Le retour de l'ouest sauvage et de ces longues balades de diligence, perdu au milieu d'une nature hostile qui a déteint sur les hommes qui se saluent en dégainant leurs armes, qui se lancent dans d'interminables fusillades de regards et qui se répondent par rafales de répliques qu'ils arment depuis leur gueules cassées, taillées par les poings et par les vents, plongés dans leurs énormes mentaux de fourrures et dans leurs chapeaux qui leur barrent la moitié du visage, pendant que résonne la musique d'Ennio Morricone.

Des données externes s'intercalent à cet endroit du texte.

//! [`QuizFlow`] – question/answer pacing on top of a [`PalaceStore`].
//!
//! The store only knows how to score an answer and move the index.  The flow
//! adds the per-question state machine a front end needs:
//!
//! ```text
//!  Idle ──start──▶ AwaitingSelection ──on_selection──▶ ShowingResult
//!                        ▲                                   │
//!                        └────────── advance (not last) ─────┤
//!                                                            │
//!  Idle ◀──────────────── advance (last) / cancel ───────────┘
//! ```
//!
//! Selections made while a result is showing are ignored.  The result stays
//! up for a fixed delay ([`DEFAULT_RESULT_DELAY`] unless configured); callers
//! pass `now` explicitly so deadlines are deterministic under test.
//!
//! A question whose target object was deleted after the quiz started cannot
//! be answered.  The flow skips such questions without scoring them and
//! completes the quiz when no answerable question remains.

use std::time::{Duration, Instant};

use chrono::{DateTime, Utc};
use palace_types::{Mode, QuizSession};
use serde::Serialize;
use tracing::{debug, warn};

use crate::store::PalaceStore;

/// How long a verdict is shown before the next question.
pub const DEFAULT_RESULT_DELAY: Duration = Duration::from_millis(2000);

// ─────────────────────────────────────────────────────────────────────────────
// Public types
// ─────────────────────────────────────────────────────────────────────────────

/// The outcome of one answer.
#[derive(Debug, Clone, PartialEq, Eq)]
pub struct Verdict {
    pub correct: bool,
    pub expected_id: String,
    /// Title of the object that was asked for.
    pub expected_title: Option<String>,
    pub selected_id: String,
}

/// Where the current question stands.
#[derive(Debug, Clone, PartialEq, Eq, Default)]
pub enum QuestionPhase {
    /// No quiz is being driven.
    #[default]
    Idle,
    AwaitingSelection,
    /// A verdict is on screen until the flow's deadline.
    ShowingResult(Verdict),
}

/// What [`QuizFlow::advance`] did.
#[derive(Debug, Clone, PartialEq)]
pub enum Advance {
    /// Nothing to advance.
    Idle,
    /// Moved to question `index` (0-based).
    Next { index: usize },
    /// The quiz finished and was recorded.
    Completed(QuizSession),
}
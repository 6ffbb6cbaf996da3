//! Change notifications emitted by the [`PalaceStore`][crate::store::PalaceStore].
//!
//! Every command that changes state publishes a [`StoreEvent`] on a
//! [`tokio::sync::broadcast`] channel so views can re-query exactly what
//! changed.  Publishing while nobody is subscribed is normal and silently
//! drops the event.

use palace_types::Mode;
use tokio::sync::broadcast;

/// Default channel capacity (events buffered before slow subscribers lag).
const DEFAULT_CAPACITY: usize = 64;

/// What changed in the store.
#[derive(Debug, Clone, PartialEq)]
pub enum StoreEvent {
    /// A palace was created, loaded, imported or saved.
    PalaceChanged { palace_id: String },
    /// The active room changed.
    RoomChanged { room_id: String },
    /// Objects were added, updated or removed in a room.
    ObjectsChanged { room_id: String },
    SelectionChanged { object_id: Option<String> },
    ModeChanged(Mode),
    PlacingChanged {
        placing: bool,
        object_type: Option<String>,
    },
    /// The running quiz moved to another question or was rescored.
    QuizChanged {
        current_index: usize,
        score: u32,
        mistakes: u32,
    },
    /// A quiz finished and was written to the results log.
    QuizCompleted {
        session_id: String,
        score: u32,
        mistakes: u32,
    },
}

/// Broadcast sender for [`StoreEvent`]s.  Clones share one channel.
#[derive(Clone, Debug)]
pub struct StoreEvents {
    sender: broadcast::Sender<StoreEvent>,
}

impl StoreEvents {
    pub fn new(capacity: usize) -> Self {
        let (sender, _) = broadcast::channel(capacity);
        Self { sender }
    }

    /// Publish `event`, returning how many subscribers received it.
    pub fn publish(&self, event: StoreEvent) -> usize {
        self.sender.send(event).unwrap_or(0)
    }

    pub fn subscribe(&self) -> broadcast::Receiver<StoreEvent> {
        self.sender.subscribe()
    }
}

impl Default for StoreEvents {
    fn default() -> Self {
        Self::new(DEFAULT_CAPACITY)
    }
}

#[cfg(test)]
mod tests {
    use super::*;

    #[test]
    fn publish_without_subscribers_is_not_an_error() {
        let events = StoreEvents::default();
        assert_eq!(events.publish(StoreEvent::ModeChanged(Mode::Edit)), 0);
    }

    #[test]
    fn every_subscriber_sees_every_event() {
        let events = StoreEvents::default();
        let mut a = events.subscribe();
        let mut b = events.subscribe();
        assert_eq!(events.publish(StoreEvent::ModeChanged(Mode::Quiz)), 2);
        assert_eq!(a.try_recv().unwrap(), StoreEvent::ModeChanged(Mode::Quiz));
        assert_eq!(b.try_recv().unwrap(), StoreEvent::ModeChanged(Mode::Quiz));
    }

    #[test]
    fn clones_share_the_channel() {
        let events = StoreEvents::default();
        let mut rx = events.subscribe();
        let clone = events.clone();
        clone.publish(StoreEvent::SelectionChanged { object_id: None });
        assert_eq!(
            rx.try_recv().unwrap(),
            StoreEvent::SelectionChanged { object_id: None }
        );
    }
}
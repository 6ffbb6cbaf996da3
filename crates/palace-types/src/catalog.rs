//! Read-only catalogs: placeable object types and room templates.
//!
//! Nothing here is mutated at runtime.  The store consumes
//! [`room_template`] when building a palace's first room, and the palette
//! lists [`OBJECT_TYPES`] grouped by [`categories`].

use serde::Serialize;

use crate::{DirectionalLight, Lighting, RoomTemplateId, Vec3};

// ─────────────────────────────────────────────────────────────────────────────
// Object types
// ─────────────────────────────────────────────────────────────────────────────

/// Display metadata for a placeable object type.
#[derive(Debug, Clone, Copy, PartialEq, Serialize)]
#[serde(rename_all = "camelCase")]
pub struct ObjectType {
    pub id: &'static str,
    pub name: &'static str,
    pub model: &'static str,
    pub category: &'static str,
    pub default_color: &'static str,
    pub description: &'static str,
}

const fn object_type(
    id: &'static str,
    name: &'static str,
    model: &'static str,
    category: &'static str,
    default_color: &'static str,
    description: &'static str,
) -> ObjectType {
    ObjectType {
        id,
        name,
        model,
        category,
        default_color,
        description,
    }
}

/// Every placeable object type, in palette order.
pub static OBJECT_TYPES: [ObjectType; 21] = [
    object_type("book", "Book", "book", "knowledge", "#8B4513", "Ancient tome of wisdom"),
    object_type("scroll", "Scroll", "scroll", "knowledge", "#F4E4BC", "Parchment scroll"),
    object_type("journal", "Journal", "journal", "knowledge", "#654321", "Personal diary"),
    object_type("gem", "Gem", "gem", "treasure", "#FF4500", "Precious gemstone"),
    object_type("coin", "Golden Coin", "coin", "treasure", "#FFD700", "Ancient gold coin"),
    object_type("crown", "Crown", "crown", "treasure", "#FFD700", "Royal crown"),
    object_type("chest", "Treasure Chest", "chest", "treasure", "#8B4513", "Ornate treasure chest"),
    object_type("sword", "Sword", "sword", "weapon", "#C0C0C0", "Knight's blade"),
    object_type("shield", "Shield", "shield", "weapon", "#8B4513", "Protective shield"),
    object_type("mask", "Mask", "mask", "artifact", "#DAA520", "Ceremonial mask"),
    object_type("plant", "Plant", "plant", "nature", "#228B22", "Leafy plant"),
    object_type("flower", "Flower", "flower", "nature", "#FF69B4", "Beautiful flower"),
    object_type("crystal", "Crystal", "crystal", "nature", "#9370DB", "Magical crystal"),
    object_type("candle", "Candle", "candle", "tool", "#FFFACD", "Flickering candle"),
    object_type("key", "Key", "key", "tool", "#FFD700", "Ornate key"),
    object_type("hourglass", "Hourglass", "hourglass", "tool", "#D2691E", "Time keeper"),
    object_type("telescope", "Telescope", "telescope", "tool", "#8B4513", "Stargazing instrument"),
    object_type("painting", "Painting", "painting", "art", "#8B4513", "Framed artwork"),
    object_type("statue", "Statue", "statue", "art", "#A9A9A9", "Stone sculpture"),
    object_type("pottery", "Pottery", "pottery", "art", "#CD853F", "Clay vessel"),
    object_type("instrument", "Lute", "lute", "art", "#8B4513", "Musical instrument"),
];

/// Look up an object type by id.
pub fn find_object_type(id: &str) -> Option<&'static ObjectType> {
    OBJECT_TYPES.iter().find(|t| t.id == id)
}

/// Distinct categories in order of first appearance.
pub fn categories() -> Vec<&'static str> {
    let mut out: Vec<&'static str> = Vec::new();
    for t in &OBJECT_TYPES {
        if !out.contains(&t.category) {
            out.push(t.category);
        }
    }
    out
}

/// All object types belonging to `category`.
pub fn object_types_in(category: &str) -> impl Iterator<Item = &'static ObjectType> + '_ {
    OBJECT_TYPES.iter().filter(move |t| t.category == category)
}

// ─────────────────────────────────────────────────────────────────────────────
// Room templates
// ─────────────────────────────────────────────────────────────────────────────

/// Lighting preset carried by a room template.
#[derive(Debug, Clone, Copy, PartialEq, Serialize)]
pub struct LightingPreset {
    pub ambient: &'static str,
    pub directional_color: &'static str,
    pub directional_position: Vec3,
    pub directional_intensity: f64,
}

impl LightingPreset {
    /// An owned [`Lighting`] value for a new room.
    pub fn to_lighting(&self) -> Lighting {
        Lighting {
            ambient: self.ambient.to_string(),
            directional: DirectionalLight {
                color: self.directional_color.to_string(),
                position: self.directional_position,
                intensity: self.directional_intensity,
            },
        }
    }
}

/// Surface colours and lighting of a room theme.
#[derive(Debug, Clone, Copy, PartialEq, Serialize)]
pub struct Environment {
    pub walls: &'static str,
    pub floor: &'static str,
    pub ceiling: &'static str,
    pub lighting: LightingPreset,
}

/// A room theme a palace can be created from.
#[derive(Debug, Clone, Copy, PartialEq, Serialize)]
pub struct RoomTemplate {
    pub id: RoomTemplateId,
    pub name: &'static str,
    pub description: &'static str,
    pub environment: Environment,
}

/// Every room template.  The first entry is the fallback for unknown ids.
pub static ROOM_TEMPLATES: [RoomTemplate; 4] = [
    RoomTemplate {
        id: RoomTemplateId::AncientLibrary,
        name: "Ancient Library",
        description: "Stone walls lined with ancient tomes and scrolls",
        environment: Environment {
            walls: "#696969",
            floor: "#F5F5DC",
            ceiling: "#2F4F4F",
            lighting: LightingPreset {
                ambient: "#404040",
                directional_color: "#FFA500",
                directional_position: [5.0, 10.0, 5.0],
                directional_intensity: 0.8,
            },
        },
    },
    RoomTemplate {
        id: RoomTemplateId::MedievalCastle,
        name: "Medieval Castle",
        description: "Grand throne room with stone walls and colorful banners",
        environment: Environment {
            walls: "#696969",
            floor: "#2F4F4F",
            ceiling: "#1C1C1C",
            lighting: LightingPreset {
                ambient: "#2F2F2F",
                directional_color: "#FF4500",
                directional_position: [0.0, 15.0, 0.0],
                directional_intensity: 1.0,
            },
        },
    },
    RoomTemplate {
        id: RoomTemplateId::ModernOffice,
        name: "Modern Office",
        description: "Sleek contemporary workspace with glass and steel",
        environment: Environment {
            walls: "#F8F8FF",
            floor: "#DCDCDC",
            ceiling: "#FFFFFF",
            lighting: LightingPreset {
                ambient: "#F0F0F0",
                directional_color: "#FFFFFF",
                directional_position: [0.0, 10.0, 5.0],
                directional_intensity: 1.2,
            },
        },
    },
    RoomTemplate {
        id: RoomTemplateId::ZenGarden,
        name: "Zen Garden",
        description: "Peaceful Japanese garden with bamboo and flowing water",
        environment: Environment {
            walls: "#DEB887",
            floor: "#F5DEB3",
            ceiling: "#87CEEB",
            lighting: LightingPreset {
                ambient: "#E6E6FA",
                directional_color: "#FFFACD",
                directional_position: [10.0, 15.0, 10.0],
                directional_intensity: 0.9,
            },
        },
    },
];

/// Look up a room template by its kebab-case id, falling back to the first
/// template when the id is unknown.
pub fn room_template(id: &str) -> &'static RoomTemplate {
    ROOM_TEMPLATES
        .iter()
        .find(|t| t.id.as_str() == id)
        .unwrap_or(&ROOM_TEMPLATES[0])
}

#[cfg(test)]
mod tests {
    use super::*;

    #[test]
    fn known_template_resolves() {
        let t = room_template("medieval-castle");
        assert_eq!(t.id, RoomTemplateId::MedievalCastle);
        assert_eq!(t.environment.lighting.directional_intensity, 1.0);
    }

    #[test]
    fn unknown_template_falls_back_to_first() {
        let t = room_template("space-station");
        assert_eq!(t.id, RoomTemplateId::AncientLibrary);
    }

    #[test]
    fn every_template_id_is_reachable() {
        for t in &ROOM_TEMPLATES {
            assert_eq!(room_template(t.id.as_str()).id, t.id);
        }
    }

    #[test]
    fn preset_converts_to_room_lighting() {
        let lighting = room_template("zen-garden").environment.lighting.to_lighting();
        assert_eq!(lighting.ambient, "#E6E6FA");
        assert_eq!(lighting.directional.color, "#FFFACD");
        assert_eq!(lighting.directional.position, [10.0, 15.0, 10.0]);
    }

    #[test]
    fn categories_keep_palette_order() {
        assert_eq!(
            categories(),
            vec!["knowledge", "treasure", "weapon", "artifact", "nature", "tool", "art"]
        );
    }

    #[test]
    fn object_types_grouped_by_category() {
        let treasure: Vec<_> = object_types_in("treasure").map(|t| t.id).collect();
        assert_eq!(treasure, vec!["gem", "coin", "crown", "chest"]);
        assert_eq!(object_types_in("nothing").count(), 0);
    }

    #[test]
    fn object_type_lookup() {
        assert_eq!(find_object_type("instrument").unwrap().name, "Lute");
        assert!(find_object_type("dragon").is_none());
    }

    #[test]
    fn object_type_ids_are_unique() {
        let mut ids: Vec<_> = OBJECT_TYPES.iter().map(|t| t.id).collect();
        ids.sort_unstable();
        ids.dedup();
        assert_eq!(ids.len(), OBJECT_TYPES.len());
    }
}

Le retour de l'ouest sauvage où les bandits et les renégats et les chasseurs de prime et même les anciens généraux, qu'ils soient blancs, noirs ou hispaniques, américains, anglais ou mexicains, ne sont que des légendes sans visage, des noms connus par-delà les montagnes et par-delà les fleuves et par-delà les déserts sans que personnes ne sachent à quoi ils peuvent bien ressembler, ni même comment ils peuvent bien s'appeler.


Le retour de l'ouest sauvage qui se retrouve prisonnier dans une de ces petites merceries comme il les a toujours connus, qui semble être là, tranquillement posée aux pieds de cette montagne à affronter les éléments depuis des siècles et devant laquelle les diligences semblent s'arrêter et les hommes faire une petite halte depuis toujours pour boire une tasse de café, un verre de brandy ou pour manger un de ces ragouts ragoûtant.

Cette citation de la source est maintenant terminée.